YOUR TASK: Pull every line containing "before" from the listing below.

######

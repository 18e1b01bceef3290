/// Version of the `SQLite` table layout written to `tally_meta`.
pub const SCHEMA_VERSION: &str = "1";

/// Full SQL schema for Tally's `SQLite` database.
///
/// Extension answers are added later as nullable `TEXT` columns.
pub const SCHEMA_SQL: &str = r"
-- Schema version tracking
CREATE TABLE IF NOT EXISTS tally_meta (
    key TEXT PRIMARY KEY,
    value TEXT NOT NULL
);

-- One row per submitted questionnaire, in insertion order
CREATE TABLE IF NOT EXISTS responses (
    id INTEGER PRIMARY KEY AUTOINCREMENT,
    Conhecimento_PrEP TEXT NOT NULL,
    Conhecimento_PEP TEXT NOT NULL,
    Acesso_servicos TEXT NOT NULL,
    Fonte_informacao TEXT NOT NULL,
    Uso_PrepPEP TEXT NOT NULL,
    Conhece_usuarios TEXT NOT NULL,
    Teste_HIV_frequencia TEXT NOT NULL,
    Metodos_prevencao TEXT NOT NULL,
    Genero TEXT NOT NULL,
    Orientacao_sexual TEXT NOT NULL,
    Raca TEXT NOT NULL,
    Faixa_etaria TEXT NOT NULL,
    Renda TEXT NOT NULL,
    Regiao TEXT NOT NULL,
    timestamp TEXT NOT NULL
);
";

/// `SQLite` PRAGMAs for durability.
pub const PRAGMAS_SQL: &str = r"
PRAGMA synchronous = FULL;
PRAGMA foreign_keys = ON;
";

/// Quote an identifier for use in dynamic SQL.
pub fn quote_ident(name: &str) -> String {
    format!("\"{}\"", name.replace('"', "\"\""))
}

######

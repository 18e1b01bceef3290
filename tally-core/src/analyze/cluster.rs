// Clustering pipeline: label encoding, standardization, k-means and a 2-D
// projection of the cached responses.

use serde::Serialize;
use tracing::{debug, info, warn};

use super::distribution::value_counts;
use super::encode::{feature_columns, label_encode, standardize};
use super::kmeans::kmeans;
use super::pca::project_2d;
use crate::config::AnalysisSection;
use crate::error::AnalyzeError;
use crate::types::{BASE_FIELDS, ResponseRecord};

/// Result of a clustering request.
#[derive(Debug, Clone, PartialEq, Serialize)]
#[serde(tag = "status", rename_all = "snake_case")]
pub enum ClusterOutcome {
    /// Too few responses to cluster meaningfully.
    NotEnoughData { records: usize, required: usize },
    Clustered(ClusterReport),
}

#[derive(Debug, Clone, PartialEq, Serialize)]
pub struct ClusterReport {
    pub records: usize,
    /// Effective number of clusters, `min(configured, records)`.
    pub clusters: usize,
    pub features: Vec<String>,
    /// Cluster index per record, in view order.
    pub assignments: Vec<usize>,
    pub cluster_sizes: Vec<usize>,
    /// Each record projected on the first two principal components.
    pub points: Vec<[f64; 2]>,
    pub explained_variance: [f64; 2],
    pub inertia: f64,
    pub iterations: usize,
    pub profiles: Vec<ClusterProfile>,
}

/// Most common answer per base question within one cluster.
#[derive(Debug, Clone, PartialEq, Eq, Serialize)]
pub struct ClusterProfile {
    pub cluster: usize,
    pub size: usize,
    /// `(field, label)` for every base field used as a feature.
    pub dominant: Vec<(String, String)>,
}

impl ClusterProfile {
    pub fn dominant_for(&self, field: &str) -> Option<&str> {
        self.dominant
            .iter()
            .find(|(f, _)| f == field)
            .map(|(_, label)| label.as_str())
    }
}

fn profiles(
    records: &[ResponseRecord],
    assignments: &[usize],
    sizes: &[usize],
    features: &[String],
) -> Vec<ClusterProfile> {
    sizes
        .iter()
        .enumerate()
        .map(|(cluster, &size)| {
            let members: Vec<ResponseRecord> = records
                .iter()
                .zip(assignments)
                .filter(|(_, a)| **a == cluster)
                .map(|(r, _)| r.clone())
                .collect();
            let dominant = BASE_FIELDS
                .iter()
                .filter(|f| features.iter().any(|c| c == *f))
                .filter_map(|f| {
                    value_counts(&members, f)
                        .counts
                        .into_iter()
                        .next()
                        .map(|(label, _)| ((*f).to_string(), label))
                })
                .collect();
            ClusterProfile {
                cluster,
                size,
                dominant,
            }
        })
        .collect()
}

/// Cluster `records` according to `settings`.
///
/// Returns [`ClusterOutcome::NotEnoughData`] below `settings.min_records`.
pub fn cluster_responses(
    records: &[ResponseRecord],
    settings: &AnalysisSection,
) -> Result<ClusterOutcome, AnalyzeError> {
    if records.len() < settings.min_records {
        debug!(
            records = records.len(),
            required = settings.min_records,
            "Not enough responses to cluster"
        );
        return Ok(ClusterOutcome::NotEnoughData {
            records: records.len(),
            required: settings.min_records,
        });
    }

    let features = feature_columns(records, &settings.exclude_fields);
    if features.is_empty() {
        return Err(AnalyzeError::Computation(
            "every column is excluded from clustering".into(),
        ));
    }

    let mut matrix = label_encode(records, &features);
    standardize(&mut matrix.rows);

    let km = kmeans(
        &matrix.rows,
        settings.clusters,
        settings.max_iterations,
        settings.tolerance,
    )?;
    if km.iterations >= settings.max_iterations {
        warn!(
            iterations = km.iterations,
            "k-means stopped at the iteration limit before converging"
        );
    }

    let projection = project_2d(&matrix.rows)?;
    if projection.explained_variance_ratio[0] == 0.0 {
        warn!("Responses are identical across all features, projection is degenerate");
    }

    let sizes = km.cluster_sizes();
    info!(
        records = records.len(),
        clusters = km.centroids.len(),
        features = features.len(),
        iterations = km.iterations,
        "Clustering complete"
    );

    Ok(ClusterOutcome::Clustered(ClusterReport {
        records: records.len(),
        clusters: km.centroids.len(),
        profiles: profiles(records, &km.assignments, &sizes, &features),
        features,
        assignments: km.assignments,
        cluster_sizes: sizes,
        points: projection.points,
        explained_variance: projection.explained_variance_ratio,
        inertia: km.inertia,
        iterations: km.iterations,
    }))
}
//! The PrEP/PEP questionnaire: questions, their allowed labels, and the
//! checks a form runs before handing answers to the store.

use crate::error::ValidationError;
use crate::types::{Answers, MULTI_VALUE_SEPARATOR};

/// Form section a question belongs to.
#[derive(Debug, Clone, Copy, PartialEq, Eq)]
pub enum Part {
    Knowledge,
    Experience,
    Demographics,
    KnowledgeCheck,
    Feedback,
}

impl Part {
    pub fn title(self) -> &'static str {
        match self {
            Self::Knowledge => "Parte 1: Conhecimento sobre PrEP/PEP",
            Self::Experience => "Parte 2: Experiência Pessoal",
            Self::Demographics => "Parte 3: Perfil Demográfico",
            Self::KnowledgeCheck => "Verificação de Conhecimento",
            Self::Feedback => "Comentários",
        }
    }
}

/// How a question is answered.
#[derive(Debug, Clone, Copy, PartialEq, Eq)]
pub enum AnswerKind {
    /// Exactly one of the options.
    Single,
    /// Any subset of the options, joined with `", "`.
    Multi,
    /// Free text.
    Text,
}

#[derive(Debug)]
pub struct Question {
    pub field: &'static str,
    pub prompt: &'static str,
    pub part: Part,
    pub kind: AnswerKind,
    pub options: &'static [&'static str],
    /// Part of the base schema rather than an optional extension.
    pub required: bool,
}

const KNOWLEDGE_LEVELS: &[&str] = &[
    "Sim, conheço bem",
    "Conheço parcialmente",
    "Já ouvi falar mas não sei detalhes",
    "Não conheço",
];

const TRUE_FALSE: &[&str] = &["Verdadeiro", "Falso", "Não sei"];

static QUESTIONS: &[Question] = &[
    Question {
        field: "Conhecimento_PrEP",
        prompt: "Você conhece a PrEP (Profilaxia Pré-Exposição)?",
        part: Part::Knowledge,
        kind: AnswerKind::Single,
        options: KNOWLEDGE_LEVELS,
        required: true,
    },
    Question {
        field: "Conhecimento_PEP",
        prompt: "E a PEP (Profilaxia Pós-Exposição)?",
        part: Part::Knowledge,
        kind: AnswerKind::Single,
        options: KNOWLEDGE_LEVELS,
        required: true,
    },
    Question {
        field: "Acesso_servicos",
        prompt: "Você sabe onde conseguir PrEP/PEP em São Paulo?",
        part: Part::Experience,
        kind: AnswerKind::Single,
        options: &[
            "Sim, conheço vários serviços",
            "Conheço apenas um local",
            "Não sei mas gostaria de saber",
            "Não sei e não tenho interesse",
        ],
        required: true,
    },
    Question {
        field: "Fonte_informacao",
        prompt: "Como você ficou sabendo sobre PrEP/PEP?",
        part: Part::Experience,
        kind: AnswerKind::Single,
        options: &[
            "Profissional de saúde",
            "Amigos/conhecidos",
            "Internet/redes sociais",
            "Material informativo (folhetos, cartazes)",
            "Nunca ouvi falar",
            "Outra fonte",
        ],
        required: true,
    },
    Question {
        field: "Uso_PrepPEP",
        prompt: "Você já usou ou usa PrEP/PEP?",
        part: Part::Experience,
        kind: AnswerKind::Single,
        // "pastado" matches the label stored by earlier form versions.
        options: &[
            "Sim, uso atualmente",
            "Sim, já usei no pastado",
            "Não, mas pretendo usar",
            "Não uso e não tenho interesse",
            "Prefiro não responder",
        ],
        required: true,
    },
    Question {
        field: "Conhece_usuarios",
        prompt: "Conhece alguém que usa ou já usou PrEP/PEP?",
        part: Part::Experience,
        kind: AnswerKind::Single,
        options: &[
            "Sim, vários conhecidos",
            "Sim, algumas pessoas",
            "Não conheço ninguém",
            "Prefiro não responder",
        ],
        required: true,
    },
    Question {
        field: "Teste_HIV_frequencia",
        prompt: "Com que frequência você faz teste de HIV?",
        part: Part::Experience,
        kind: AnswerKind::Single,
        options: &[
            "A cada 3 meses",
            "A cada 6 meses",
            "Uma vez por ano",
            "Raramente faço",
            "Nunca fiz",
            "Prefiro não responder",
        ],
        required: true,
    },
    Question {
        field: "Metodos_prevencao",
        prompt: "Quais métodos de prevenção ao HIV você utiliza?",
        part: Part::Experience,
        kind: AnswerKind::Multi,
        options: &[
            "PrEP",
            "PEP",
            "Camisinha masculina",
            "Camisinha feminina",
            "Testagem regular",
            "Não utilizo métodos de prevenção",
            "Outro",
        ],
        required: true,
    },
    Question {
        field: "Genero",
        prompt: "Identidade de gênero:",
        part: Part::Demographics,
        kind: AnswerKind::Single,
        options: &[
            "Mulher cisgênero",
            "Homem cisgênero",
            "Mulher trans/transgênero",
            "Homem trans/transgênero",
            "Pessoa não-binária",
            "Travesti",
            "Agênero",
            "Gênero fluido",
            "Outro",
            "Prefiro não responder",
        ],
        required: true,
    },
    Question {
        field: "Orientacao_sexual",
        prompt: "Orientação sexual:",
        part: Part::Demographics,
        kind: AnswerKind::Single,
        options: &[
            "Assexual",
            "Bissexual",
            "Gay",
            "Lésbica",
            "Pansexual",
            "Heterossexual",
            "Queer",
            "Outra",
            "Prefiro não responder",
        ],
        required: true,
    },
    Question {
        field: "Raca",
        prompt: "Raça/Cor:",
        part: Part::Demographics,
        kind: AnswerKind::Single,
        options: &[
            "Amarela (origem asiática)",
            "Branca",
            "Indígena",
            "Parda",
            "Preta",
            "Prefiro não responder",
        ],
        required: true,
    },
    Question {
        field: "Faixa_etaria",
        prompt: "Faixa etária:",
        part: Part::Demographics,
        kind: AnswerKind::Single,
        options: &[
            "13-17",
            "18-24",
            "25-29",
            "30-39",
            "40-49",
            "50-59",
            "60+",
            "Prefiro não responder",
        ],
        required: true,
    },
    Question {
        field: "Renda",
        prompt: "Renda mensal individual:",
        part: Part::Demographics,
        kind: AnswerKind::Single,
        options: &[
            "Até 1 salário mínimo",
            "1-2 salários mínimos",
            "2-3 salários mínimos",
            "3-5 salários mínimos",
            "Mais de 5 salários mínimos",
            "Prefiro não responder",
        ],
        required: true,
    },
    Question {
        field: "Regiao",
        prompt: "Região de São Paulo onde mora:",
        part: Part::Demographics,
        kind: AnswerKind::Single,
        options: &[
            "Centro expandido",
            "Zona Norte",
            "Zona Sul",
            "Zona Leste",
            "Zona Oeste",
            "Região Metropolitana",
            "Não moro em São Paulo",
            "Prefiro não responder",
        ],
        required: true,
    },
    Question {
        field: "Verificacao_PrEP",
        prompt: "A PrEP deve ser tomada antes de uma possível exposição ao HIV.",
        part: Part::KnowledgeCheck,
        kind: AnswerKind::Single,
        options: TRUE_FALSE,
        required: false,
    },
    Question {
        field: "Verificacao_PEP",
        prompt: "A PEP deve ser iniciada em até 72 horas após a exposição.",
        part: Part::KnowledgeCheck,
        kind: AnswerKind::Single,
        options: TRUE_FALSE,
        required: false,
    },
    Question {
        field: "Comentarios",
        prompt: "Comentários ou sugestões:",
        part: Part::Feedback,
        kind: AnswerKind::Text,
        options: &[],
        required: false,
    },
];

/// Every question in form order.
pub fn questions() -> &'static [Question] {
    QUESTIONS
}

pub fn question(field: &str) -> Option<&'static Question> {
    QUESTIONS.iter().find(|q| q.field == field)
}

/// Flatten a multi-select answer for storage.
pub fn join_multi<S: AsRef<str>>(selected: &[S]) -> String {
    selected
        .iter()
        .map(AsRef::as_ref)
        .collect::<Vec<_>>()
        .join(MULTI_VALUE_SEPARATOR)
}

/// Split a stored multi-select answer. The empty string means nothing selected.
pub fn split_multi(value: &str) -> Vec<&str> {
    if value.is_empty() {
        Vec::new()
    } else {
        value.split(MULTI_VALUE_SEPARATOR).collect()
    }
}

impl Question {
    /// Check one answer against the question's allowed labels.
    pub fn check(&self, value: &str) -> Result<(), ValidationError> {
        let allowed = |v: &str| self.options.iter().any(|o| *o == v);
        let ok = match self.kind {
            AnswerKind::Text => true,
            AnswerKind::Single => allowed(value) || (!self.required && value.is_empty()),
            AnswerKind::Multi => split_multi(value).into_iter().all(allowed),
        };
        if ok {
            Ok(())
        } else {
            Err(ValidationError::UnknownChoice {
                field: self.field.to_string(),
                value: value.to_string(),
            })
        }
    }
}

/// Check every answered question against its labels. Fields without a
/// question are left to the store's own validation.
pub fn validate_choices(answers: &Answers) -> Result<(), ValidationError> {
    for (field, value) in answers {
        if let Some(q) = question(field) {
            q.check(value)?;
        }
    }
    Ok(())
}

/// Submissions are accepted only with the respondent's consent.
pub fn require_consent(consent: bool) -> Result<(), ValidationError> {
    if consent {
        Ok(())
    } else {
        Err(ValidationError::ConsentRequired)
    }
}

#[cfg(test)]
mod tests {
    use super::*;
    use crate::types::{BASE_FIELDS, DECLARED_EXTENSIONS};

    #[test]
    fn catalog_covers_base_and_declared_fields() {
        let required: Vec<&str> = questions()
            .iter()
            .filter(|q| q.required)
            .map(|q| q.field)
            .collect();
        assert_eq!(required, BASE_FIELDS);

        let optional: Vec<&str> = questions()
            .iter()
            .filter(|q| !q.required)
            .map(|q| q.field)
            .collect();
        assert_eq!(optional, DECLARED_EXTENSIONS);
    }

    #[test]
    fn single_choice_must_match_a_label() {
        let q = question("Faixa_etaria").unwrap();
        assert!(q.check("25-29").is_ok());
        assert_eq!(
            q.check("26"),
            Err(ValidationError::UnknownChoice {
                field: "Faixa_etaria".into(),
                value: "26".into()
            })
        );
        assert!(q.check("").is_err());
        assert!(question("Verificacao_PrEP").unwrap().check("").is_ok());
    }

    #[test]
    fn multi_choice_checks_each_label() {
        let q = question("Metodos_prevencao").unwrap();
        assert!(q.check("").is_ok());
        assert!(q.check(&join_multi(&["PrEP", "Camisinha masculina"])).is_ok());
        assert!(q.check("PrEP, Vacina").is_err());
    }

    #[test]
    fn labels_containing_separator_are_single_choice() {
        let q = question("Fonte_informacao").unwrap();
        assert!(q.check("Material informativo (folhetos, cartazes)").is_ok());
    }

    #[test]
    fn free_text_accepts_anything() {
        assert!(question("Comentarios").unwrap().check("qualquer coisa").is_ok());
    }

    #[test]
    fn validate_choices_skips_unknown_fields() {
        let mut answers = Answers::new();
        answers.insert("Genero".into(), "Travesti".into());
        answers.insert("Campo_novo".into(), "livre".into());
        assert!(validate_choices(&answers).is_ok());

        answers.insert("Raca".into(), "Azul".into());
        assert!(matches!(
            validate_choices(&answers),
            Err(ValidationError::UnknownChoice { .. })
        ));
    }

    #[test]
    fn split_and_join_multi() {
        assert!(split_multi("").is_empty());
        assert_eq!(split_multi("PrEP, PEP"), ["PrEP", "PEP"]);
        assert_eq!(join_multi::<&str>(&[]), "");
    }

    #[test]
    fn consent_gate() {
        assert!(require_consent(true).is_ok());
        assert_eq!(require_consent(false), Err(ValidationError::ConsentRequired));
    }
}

######

OUTPUT OF THE TASK:
            "k-means stopped at the iteration limit before converging"
//! checks a form runs before handing answers to the store.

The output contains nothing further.